_PROBLEM DETAILS_
Please write out each entry that follows, keeping it exactly the same.

((

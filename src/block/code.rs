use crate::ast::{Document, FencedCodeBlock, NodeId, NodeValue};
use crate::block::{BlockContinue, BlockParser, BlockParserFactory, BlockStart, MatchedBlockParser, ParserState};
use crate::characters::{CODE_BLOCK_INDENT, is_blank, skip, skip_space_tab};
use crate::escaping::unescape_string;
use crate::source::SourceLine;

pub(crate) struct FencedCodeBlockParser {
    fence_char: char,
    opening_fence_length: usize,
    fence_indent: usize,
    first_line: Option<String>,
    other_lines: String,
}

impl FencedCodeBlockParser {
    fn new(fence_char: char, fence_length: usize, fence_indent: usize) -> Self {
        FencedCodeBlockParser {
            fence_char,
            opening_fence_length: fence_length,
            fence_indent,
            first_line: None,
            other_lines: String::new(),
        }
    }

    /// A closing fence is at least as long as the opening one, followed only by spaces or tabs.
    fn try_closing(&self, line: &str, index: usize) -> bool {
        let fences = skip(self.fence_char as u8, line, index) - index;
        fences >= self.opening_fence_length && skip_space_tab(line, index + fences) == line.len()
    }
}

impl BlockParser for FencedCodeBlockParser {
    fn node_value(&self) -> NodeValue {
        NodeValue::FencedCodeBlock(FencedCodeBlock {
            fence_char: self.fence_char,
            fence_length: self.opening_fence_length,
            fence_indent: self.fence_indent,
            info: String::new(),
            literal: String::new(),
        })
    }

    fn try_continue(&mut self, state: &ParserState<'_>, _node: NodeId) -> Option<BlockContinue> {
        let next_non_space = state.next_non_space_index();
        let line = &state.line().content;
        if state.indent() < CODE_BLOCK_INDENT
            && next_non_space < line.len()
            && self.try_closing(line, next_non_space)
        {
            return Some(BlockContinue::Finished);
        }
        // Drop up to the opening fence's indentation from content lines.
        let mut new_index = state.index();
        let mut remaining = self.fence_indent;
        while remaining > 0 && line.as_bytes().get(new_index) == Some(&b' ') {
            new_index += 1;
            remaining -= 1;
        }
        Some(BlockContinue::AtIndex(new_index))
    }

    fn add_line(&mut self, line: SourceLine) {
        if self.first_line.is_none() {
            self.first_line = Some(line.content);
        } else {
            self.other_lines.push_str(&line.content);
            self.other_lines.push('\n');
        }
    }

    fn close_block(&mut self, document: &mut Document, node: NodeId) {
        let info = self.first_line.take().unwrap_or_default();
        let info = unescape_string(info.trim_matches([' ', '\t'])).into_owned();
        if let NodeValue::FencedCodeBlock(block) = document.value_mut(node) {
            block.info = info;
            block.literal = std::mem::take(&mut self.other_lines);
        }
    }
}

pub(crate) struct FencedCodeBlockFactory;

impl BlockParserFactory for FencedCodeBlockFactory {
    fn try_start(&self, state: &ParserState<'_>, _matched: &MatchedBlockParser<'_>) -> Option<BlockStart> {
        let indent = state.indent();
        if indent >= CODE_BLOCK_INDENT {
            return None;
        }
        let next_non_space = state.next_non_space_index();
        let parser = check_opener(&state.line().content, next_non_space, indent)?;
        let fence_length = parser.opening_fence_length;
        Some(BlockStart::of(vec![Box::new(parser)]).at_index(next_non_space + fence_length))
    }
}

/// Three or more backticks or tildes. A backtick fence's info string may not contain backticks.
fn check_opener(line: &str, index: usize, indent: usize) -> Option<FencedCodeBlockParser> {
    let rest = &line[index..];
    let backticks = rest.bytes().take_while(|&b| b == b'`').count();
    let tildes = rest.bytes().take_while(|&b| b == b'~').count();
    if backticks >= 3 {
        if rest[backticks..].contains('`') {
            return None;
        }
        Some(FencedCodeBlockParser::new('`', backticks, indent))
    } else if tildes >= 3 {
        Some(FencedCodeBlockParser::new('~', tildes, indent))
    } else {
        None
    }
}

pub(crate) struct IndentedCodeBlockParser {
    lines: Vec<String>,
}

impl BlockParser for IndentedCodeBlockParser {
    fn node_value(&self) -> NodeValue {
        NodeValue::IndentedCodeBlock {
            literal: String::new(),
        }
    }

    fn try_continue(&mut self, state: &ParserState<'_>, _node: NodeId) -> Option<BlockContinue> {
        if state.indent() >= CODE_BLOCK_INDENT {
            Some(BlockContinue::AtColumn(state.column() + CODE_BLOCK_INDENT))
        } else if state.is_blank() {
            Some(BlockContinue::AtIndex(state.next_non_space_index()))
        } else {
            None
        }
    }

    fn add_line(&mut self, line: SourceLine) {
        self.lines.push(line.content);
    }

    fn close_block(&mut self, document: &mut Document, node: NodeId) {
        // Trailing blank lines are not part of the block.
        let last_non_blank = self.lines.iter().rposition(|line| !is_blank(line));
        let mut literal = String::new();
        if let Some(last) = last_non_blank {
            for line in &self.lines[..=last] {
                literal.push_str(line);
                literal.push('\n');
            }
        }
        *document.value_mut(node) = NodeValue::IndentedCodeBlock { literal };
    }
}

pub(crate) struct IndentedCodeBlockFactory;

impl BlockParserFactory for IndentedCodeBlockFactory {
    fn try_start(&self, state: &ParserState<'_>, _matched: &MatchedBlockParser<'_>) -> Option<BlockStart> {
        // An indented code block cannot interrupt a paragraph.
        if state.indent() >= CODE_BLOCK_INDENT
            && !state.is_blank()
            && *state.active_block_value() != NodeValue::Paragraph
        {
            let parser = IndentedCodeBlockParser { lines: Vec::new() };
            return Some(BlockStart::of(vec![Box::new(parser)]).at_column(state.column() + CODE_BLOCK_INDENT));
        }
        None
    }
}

))

_SOLUTION_
filename src/block/code.rs
use crate::ast::{Document, FencedCodeBlock, NodeId, NodeValue};
use crate::block::{BlockContinue, BlockParser, BlockParserFactory, BlockStart, MatchedBlockParser, ParserState};
use crate::characters::{CODE_BLOCK_INDENT, is_blank, skip, skip_space_tab};
use crate::escaping::unescape_string;
use crate::source::SourceLine;

pub(crate) struct FencedCodeBlockParser {
    fence_char: char,
    opening_fence_length: usize,
    fence_indent: usize,
    first_line: Option<String>,
    other_lines: String,
}

impl FencedCodeBlockParser {
    fn new(fence_char: char, fence_length: usize, fence_indent: usize) -> Self {
        FencedCodeBlockParser {
            fence_char,
            opening_fence_length: fence_length,
            fence_indent,
            first_line: None,
            other_lines: String::new(),
        }
    }

    /// A closing fence is at least as long as the opening one, followed only by spaces or tabs.
    fn try_closing(&self, line: &str, index: usize) -> bool {
        let fences = skip(self.fence_char as u8, line, index) - index;
        fences >= self.opening_fence_length && skip_space_tab(line, index + fences) == line.len()
    }
}

impl BlockParser for FencedCodeBlockParser {
    fn node_value(&self) -> NodeValue {
        NodeValue::FencedCodeBlock(FencedCodeBlock {
            fence_char: self.fence_char,
            fence_length: self.opening_fence_length,
            fence_indent: self.fence_indent,
            info: String::new(),
            literal: String::new(),
        })
    }

    fn try_continue(&mut self, state: &ParserState<'_>, _node: NodeId) -> Option<BlockContinue> {
        let next_non_space = state.next_non_space_index();
        let line = &state.line().content;
        if state.indent() < CODE_BLOCK_INDENT
            && next_non_space < line.len()
            && self.try_closing(line, next_non_space)
        {
            return Some(BlockContinue::Finished);
        }
        // Drop up to the opening fence's indentation from content lines.
        let mut new_index = state.index();
        let mut remaining = self.fence_indent;
        while remaining > 0 && line.as_bytes().get(new_index) == Some(&b' ') {
            new_index += 1;
            remaining -= 1;
        }
        Some(BlockContinue::AtIndex(new_index))
    }

    fn add_line(&mut self, line: SourceLine) {
        if self.first_line.is_none() {
            self.first_line = Some(line.content);
        } else {
            self.other_lines.push_str(&line.content);
            self.other_lines.push('\n');
        }
    }

    fn close_block(&mut self, document: &mut Document, node: NodeId) {
        let info = self.first_line.take().unwrap_or_default();
        let info = unescape_string(info.trim_matches([' ', '\t'])).into_owned();
        if let NodeValue::FencedCodeBlock(block) = document.value_mut(node) {
            block.info = info;
            block.literal = std::mem::take(&mut self.other_lines);
        }
    }
}

pub(crate) struct FencedCodeBlockFactory;

impl BlockParserFactory for FencedCodeBlockFactory {
    fn try_start(&self, state: &ParserState<'_>, _matched: &MatchedBlockParser<'_>) -> Option<BlockStart> {
        let indent = state.indent();
        if indent >= CODE_BLOCK_INDENT {
            return None;
        }
        let next_non_space = state.next_non_space_index();
        let parser = check_opener(&state.line().content, next_non_space, indent)?;
        let fence_length = parser.opening_fence_length;
        Some(BlockStart::of(vec![Box::new(parser)]).at_index(next_non_space + fence_length))
    }
}

/// Three or more backticks or tildes. A backtick fence's info string may not contain backticks.
fn check_opener(line: &str, index: usize, indent: usize) -> Option<FencedCodeBlockParser> {
    let rest = &line[index..];
    let backticks = rest.bytes().take_while(|&b| b == b'`').count();
    let tildes = rest.bytes().take_while(|&b| b == b'~').count();
    if backticks >= 3 {
        if rest[backticks..].contains('`') {
            return None;
        }
        Some(FencedCodeBlockParser::new('`', backticks, indent))
    } else if tildes >= 3 {
        Some(FencedCodeBlockParser::new('~', tildes, indent))
    } else {
        None
    }
}

pub(crate) struct IndentedCodeBlockParser {
    lines: Vec<String>,
}

impl BlockParser for IndentedCodeBlockParser {
    fn node_value(&self) -> NodeValue {
        NodeValue::IndentedCodeBlock {
            literal: String::new(),
        }
    }

    fn try_continue(&mut self, state: &ParserState<'_>, _node: NodeId) -> Option<BlockContinue> {
        if state.indent() >= CODE_BLOCK_INDENT {
            Some(BlockContinue::AtColumn(state.column() + CODE_BLOCK_INDENT))
        } else if state.is_blank() {
            Some(BlockContinue::AtIndex(state.next_non_space_index()))
        } else {
            None
        }
    }

    fn add_line(&mut self, line: SourceLine) {
        self.lines.push(line.content);
    }

    fn close_block(&mut self, document: &mut Document, node: NodeId) {
        // Trailing blank lines are not part of the block.
        let last_non_blank = self.lines.iter().rposition(|line| !is_blank(line));
        let mut literal = String::new();
        if let Some(last) = last_non_blank {
            for line in &self.lines[..=last] {
                literal.push_str(line);
                literal.push('\n');
            }
        }
        *document.value_mut(node) = NodeValue::IndentedCodeBlock { literal };
    }
}

pub(crate) struct IndentedCodeBlockFactory;

impl BlockParserFactory for IndentedCodeBlockFactory {
    fn try_start(&self, state: &ParserState<'_>, _matched: &MatchedBlockParser<'_>) -> Option<BlockStart> {
        // An indented code block cannot interrupt a paragraph.
        if state.indent() >= CODE_BLOCK_INDENT
            && !state.is_blank()
            && *state.active_block_value() != NodeValue::Paragraph
        {
            let parser = IndentedCodeBlockParser { lines: Vec::new() };
            return Some(BlockStart::of(vec![Box::new(parser)]).at_column(state.column() + CODE_BLOCK_INDENT));
        }
        None
    }
}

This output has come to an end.